## PROBLEM TO SOLVE
The required output is the line that contains "return Err(ConfigValidationError::EmptyBaseUrl);" plus every line after it in the listing below, copied exactly as it appears.

## INPUT DATA
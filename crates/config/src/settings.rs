//! Configuration settings structures

use crate::{configurable_value::ConfigurableValue, ConfigurableValueError};
use serde::{Deserialize, Serialize};
use std::collections::HashMap;
use swap_types::constants::{DEFAULT_APPROVAL_GAS_LIMIT, DEFAULT_SWAP_GAS_LIMIT, ONE_INCH_BASE_URL};
use swap_types::{FeeConfigs, NetworkName};

/// Main application settings
#[derive(Debug, Serialize, Deserialize, Clone, Default)]
#[serde(default)]
pub struct Settings {
	pub aggregator: AggregatorSettings,
	pub gas_limits: GasLimitSettings,
	pub fees: FeeConfigs,
	pub logging: LoggingSettings,
	pub rpc: RpcSettings,
}

/// 1inch aggregator endpoint configuration
#[derive(Debug, Serialize, Deserialize, Clone)]
#[serde(default)]
pub struct AggregatorSettings {
	pub base_url: String,
	/// Optional bearer token sent with every aggregator request
	///
	/// - Environment variable: `{"type": "env", "value": "ONE_INCH_API_KEY"}`
	/// - Plain value: `{"type": "plain", "value": "..."}`
	pub api_key: Option<ConfigurableValue>,
	pub timeout_ms: Option<u64>,
}

impl Default for AggregatorSettings {
	fn default() -> Self {
		Self {
			base_url: ONE_INCH_BASE_URL.to_string(),
			api_key: None,
			timeout_ms: None,
		}
	}
}

/// Gas limits attached to built transactions
#[derive(Debug, Serialize, Deserialize, Clone, Copy, PartialEq, Eq)]
#[serde(default)]
pub struct GasLimitSettings {
	pub approval: u64,
	pub swap: u64,
}

impl Default for GasLimitSettings {
	fn default() -> Self {
		Self {
			approval: DEFAULT_APPROVAL_GAS_LIMIT,
			swap: DEFAULT_SWAP_GAS_LIMIT,
		}
	}
}

/// Logging configuration
#[derive(Debug, Serialize, Deserialize, Clone)]
#[serde(default)]
pub struct LoggingSettings {
	pub level: String,
	pub format: LogFormat,
	pub structured: bool,
}

impl Default for LoggingSettings {
	fn default() -> Self {
		Self {
			level: "info".to_string(),
			format: LogFormat::Pretty,
			structured: false,
		}
	}
}

/// Log format options
#[derive(Debug, Serialize, Deserialize, Clone, Copy, PartialEq, Eq)]
#[serde(rename_all = "lowercase")]
pub enum LogFormat {
	Json,
	Pretty,
	Compact,
}

/// JSON-RPC endpoints used to read on-chain allowances
#[derive(Debug, Serialize, Deserialize, Clone, Default)]
#[serde(default)]
pub struct RpcSettings {
	/// Keyed by network tag (`"ETH"`, `"MATIC"`, ...), compared case-insensitively
	pub endpoints: HashMap<String, String>,
}

impl RpcSettings {
	pub fn endpoint(&self, network: NetworkName) -> Option<&str> {
		self.endpoints
			.iter()
			.find(|(key, _)| key.eq_ignore_ascii_case(network.as_str()))
			.map(|(_, url)| url.as_str())
	}
}

/// Validation failures for loaded settings
#[derive(Debug, thiserror::Error, PartialEq)]
pub enum ConfigValidationError {
	#[error("Aggregator base URL must not be empty")]
	EmptyBaseUrl,
	#[error("Swap gas limit must be greater than zero")]
	ZeroSwapGasLimit,
	#[error("Invalid fee configuration: {0}")]
	InvalidFee(String),
}

impl Settings {
	/// Check values that deserialization alone cannot reject
	pub fn validate(&self) -> Result<(), ConfigValidationError> {
		if self.aggregator.base_url.trim().is_empty() {
			return Err(ConfigValidationError::EmptyBaseUrl);
		}
		if self.gas_limits.swap == 0 {
			return Err(ConfigValidationError::ZeroSwapGasLimit);
		}
		self.fees.validate().map_err(ConfigValidationError::InvalidFee)
	}

	/// Resolve the aggregator API key, if one is configured
	pub fn api_key(&self) -> Result<Option<String>, ConfigurableValueError> {
		self.aggregator
			.api_key
			.as_ref()
			.map(ConfigurableValue::resolve)
			.transpose()
	}

	pub fn rpc_endpoint(&self, network: NetworkName) -> Option<&str> {
		self.rpc.endpoint(network)
	}
}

## ANSWER TO THIS EXERCISE
			return Err(ConfigValidationError::EmptyBaseUrl);
		}
		if self.gas_limits.swap == 0 {
			return Err(ConfigValidationError::ZeroSwapGasLimit);
		}
		self.fees.validate().map_err(ConfigValidationError::InvalidFee)
	}

	/// Resolve the aggregator API key, if one is configured
	pub fn api_key(&self) -> Result<Option<String>, ConfigurableValueError> {
		self.aggregator
			.api_key
			.as_ref()
			.map(ConfigurableValue::resolve)
			.transpose()
	}

	pub fn rpc_endpoint(&self, network: NetworkName) -> Option<&str> {
		self.rpc.endpoint(network)
	}
}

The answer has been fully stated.